カズハが1番長いんじゃないかな、ロクといるの」
「そう、でしょうか。でも」 
「誕生日を祝うのってプレゼントだけ?」
ミズキさんは呟く。
「え?」
「確かにプレゼントも大切だと思うけど、その相手とどう過ごすかが大事なんじゃないかな」
「どう過ごすか・・・。ミズキさん、もう少し考えてみます」
「うん、その方がいい」
と言ってもどうしよう、直球的に聞いてみるか。


「ねぇ、ロク。今欲しいものってある?」
きょとんとした顔で
「欲しいもの、ですか?今はとくにこれといったものは」
駄目か。
「欲しいものというかやってほしいことはあります。」
「なに!?」
私の声色が変わったからかクスクスと笑った。
「明日1日だけ立場を逆転してくれませんか?」
「立場?」
「はい、俺が主でカズハ様が使いになる。
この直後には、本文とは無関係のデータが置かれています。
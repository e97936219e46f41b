//! Visual channels
//!
//! A channel is an independent visual attribute track ("color", "hair") with
//! its own theme registry, confidence gate and transition state. State is
//! owned by a [`ChannelHandle`] and shared explicitly between the render loop
//! and the prediction scheduler.

pub mod gate;
pub mod state;
pub mod transition;

use std::sync::Arc;

use parking_lot::RwLock;
use serde::{Deserialize, Serialize};

use crate::predict::Prediction;
use crate::theme::{Theme, ThemeRegistry};

pub use gate::{decide, ConfidenceGate, GateOutcome};
pub use state::{ChannelState, Phase};
pub use transition::blended_theme;

/// Identifies a visual channel
#[derive(Debug, Clone, Copy, PartialEq, Eq, Hash, Serialize, Deserialize)]
#[serde(rename_all = "lowercase")]
pub enum ChannelId {
    /// Shirt color
    Color,
    /// Hairstyle
    Hair,
}

impl ChannelId {
    pub const ALL: [ChannelId; 2] = [ChannelId::Color, ChannelId::Hair];

    pub fn as_str(&self) -> &'static str {
        match self {
            ChannelId::Color => "color",
            ChannelId::Hair => "hair",
        }
    }

    /// Position in [`ChannelId::ALL`]
    pub fn index(&self) -> usize {
        match self {
            ChannelId::Color => 0,
            ChannelId::Hair => 1,
        }
    }
}

impl std::fmt::Display for ChannelId {
    fn fmt(&self, f: &mut std::fmt::Formatter<'_>) -> std::fmt::Result {
        f.write_str(self.as_str())
    }
}

#[derive(Debug)]
struct ChannelShared {
    state: ChannelState,
    last_predictions: Vec<Prediction>,
}

/// Shared handle to one channel's transition state.
///
/// All writes go through the inner lock; readers get a consistent snapshot
/// of `(current, target, progress)`.
#[derive(Debug, Clone)]
pub struct ChannelHandle {
    inner: Arc<RwLock<ChannelShared>>,
}

impl ChannelHandle {
    pub fn new(state: ChannelState) -> Self {
        Self {
            inner: Arc::new(RwLock::new(ChannelShared {
                state,
                last_predictions: Vec::new(),
            })),
        }
    }

    /// Consistent copy of the current state
    pub fn snapshot(&self) -> ChannelState {
        self.inner.read().state.clone()
    }

    /// Mutate the state under the write lock
    pub fn update<R>(&self, f: impl FnOnce(&mut ChannelState) -> R) -> R {
        f(&mut self.inner.write().state)
    }

    /// Advance one tick; returns the committed key when the transition completes
    pub fn advance(&self, step: f32) -> Option<String> {
        self.update(|state| {
            if state.advance(step) {
                Some(state.current_key().to_string())
            } else {
                None
            }
        })
    }

    /// Manual override: retarget unconditionally and restart progress
    pub fn force_target(&self, key: impl Into<String>) {
        self.update(|state| state.set_target(key));
    }

    /// Keep the latest classifier output for status readouts
    pub fn record_predictions(&self, predictions: &[Prediction]) {
        let mut inner = self.inner.write();
        inner.last_predictions.clear();
        inner.last_predictions.extend_from_slice(predictions);
    }

    pub fn last_predictions(&self) -> Vec<Prediction> {
        self.inner.read().last_predictions.clone()
    }
}

/// Everything that defines one channel
#[derive(Debug, Clone)]
pub struct Channel {
    pub id: ChannelId,
    pub registry: Arc<ThemeRegistry>,
    pub gate: ConfidenceGate,
    pub handle: ChannelHandle,
    /// Key `i` selects the `i`-th registered theme as a manual override
    pub key_bindings: Vec<char>,
}

impl Channel {
    /// Build a channel resting on `default_key`, or on the registry's first
    /// theme when the default is not registered.
    pub fn new(
        id: ChannelId,
        registry: ThemeRegistry,
        threshold: f32,
        default_key: &str,
        key_bindings: Vec<char>,
    ) -> Self {
        let default_key = registry
            .get(default_key)
            .map(|theme| theme.key.clone())
            .or_else(|| registry.first_key().map(str::to_string))
            .unwrap_or_default();

        Self {
            id,
            registry: Arc::new(registry),
            gate: ConfidenceGate::new(threshold),
            handle: ChannelHandle::new(ChannelState::new(default_key)),
            key_bindings,
        }
    }

    /// Theme to render this frame
    pub fn blended_theme(&self) -> Theme {
        blended_theme(&self.registry, &self.handle.snapshot())
    }

    /// Committed theme (ignores any running transition)
    pub fn current_theme(&self) -> &Theme {
        let state = self.handle.snapshot();
        self.registry.lookup(state.current_key())
    }

    /// Theme key bound to `key`, if any. Matching is case-insensitive.
    pub fn binding_for(&self, key: char) -> Option<&str> {
        let key = key.to_ascii_lowercase();
        let index = self
            .key_bindings
            .iter()
            .position(|bound| bound.to_ascii_lowercase() == key)?;
        self.registry.key_at(index)
    }
}

#[cfg(test)]
mod tests {
    use super::*;
    use crate::theme::builtin;

    fn color_channel() -> Channel {
        Channel::new(
            ChannelId::Color,
            ThemeRegistry::from_specs(builtin::color_themes(), Vec::new()),
            0.7,
            "red",
            "12345".chars().collect(),
        )
    }

    #[test]
    fn test_channel_id_names() {
        assert_eq!(ChannelId::Color.to_string(), "color");
        assert_eq!(ChannelId::Hair.as_str(), "hair");
        assert_eq!(ChannelId::Hair.index(), 1);
    }

    #[test]
    fn test_unknown_default_falls_back_to_first() {
        let channel = Channel::new(
            ChannelId::Hair,
            ThemeRegistry::from_specs(builtin::hair_themes(), Vec::new()),
            0.75,
            "mohawk",
            Vec::new(),
        );
        assert_eq!(channel.handle.snapshot().current_key(), "kinky");
    }

    #[test]
    fn test_key_bindings_follow_registry_order() {
        let channel = color_channel();
        assert_eq!(channel.binding_for('1'), Some("red"));
        assert_eq!(channel.binding_for('5'), Some("white"));
        assert_eq!(channel.binding_for('6'), None);
        assert_eq!(channel.binding_for('q'), None);
    }

    #[test]
    fn test_force_target_restarts_progress() {
        let channel = color_channel();
        channel.handle.force_target("red");
        let state = channel.handle.snapshot();
        assert_eq!(state.progress(), 0.0);
        assert_eq!(state.target_key(), "red");
        assert_eq!(channel.handle.advance(1.0), Some("red".to_string()));
    }

    #[test]
    fn test_record_predictions_replaces_previous() {
        let channel = color_channel();
        channel.handle.record_predictions(&[Prediction::new("Red", 0.9)]);
        channel.handle.record_predictions(&[Prediction::new("Blue", 0.6)]);
        let last = channel.handle.last_predictions();
        assert_eq!(last.len(), 1);
        assert_eq!(last[0].label, "Blue");
    }

    #[test]
    fn test_handle_clones_share_state() {
        let channel = color_channel();
        let other = channel.handle.clone();
        other.force_target("green");
        assert_eq!(channel.handle.snapshot().target_key(), "green");
    }
}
駄目、でしょうか?」
だんだんロクの声が小さくなる。
ーどう過ごすかー
「承知しました、それが貴方様の望みなら。なんてね」
次の日
「本日はいかがなさいますか、ロク様」
「随分乗り気ですね」
ロクは少し引き気味だけど私としては
新鮮で楽しい。
「今日はお互い仕事がございませんので、
お出かけなんていかがでしょうか?」
しばらく考えて
「そう、だね。じゃあ今日は俺に付き合ってよ」
敬語を外したロクは年相応に思えた。少し戸惑いながらも
「ええ、ご一緒させていただきます」
それから私とロクは、電車に乗り
「行き先は決めておられるのですか?」
「遊園地に行こうかなって」
「遊園地ですか」
「意外?」
ロク少し口を尖らせる。
「いえ、そんなことは全く」
「冗談だよ」
焦る私をみてロクはふわりと笑った。
駄目だ、ちょっとときめいちゃった。
「どうしたの?」
「なんでもありませんよ」
見透かされてそうで怖いな。
そしてついた遊園地。
ミズキさんときたところとは違うところだ。
あの時の、レトロ感はほとんどなく、ジェットコースターが下る時と共に聞こえる叫び声
各アトラクションで流れる音楽が混ざって、どこか懐かしい気がする。
チケットを買い、ロクに渡そうとした。
「あ、お金」
ロクはお財布を出そうとしたが阻止する
「大丈夫ですよ。」
そういったがロクは頑に払うと言う。
折れた私はお金を受け取りチケットを渡す。
「さて、どこからまわりますか?」
「観覧車」
そういって先を歩く。
ロクはいつも後ろの方で見守るような感じだったから
率先しているのはなんか不思議な気分だ。
観覧車に乗り、扉の閉まる音がすると途端に静かになる。
ロクは窓の外をぼんやりとみている。
私は反対の窓から景色を眺める。
「あのさ」
観覧車が頂上に到達来る頃、ロクは聞いていた。
「なんでしょうか」
「観覧車の都市伝説、知ってる?」
都市伝説、前にミズキさんが言っていたことか?
「、いいえ、私は存じあげません」
「そっか」
ロクはそう言い、会話は終わった。
観覧車を降りてからは何事もなかったように
「次あれ、乗りたいけどいいかな?」
と言った。ロクが指差したのはジェットコースターだった。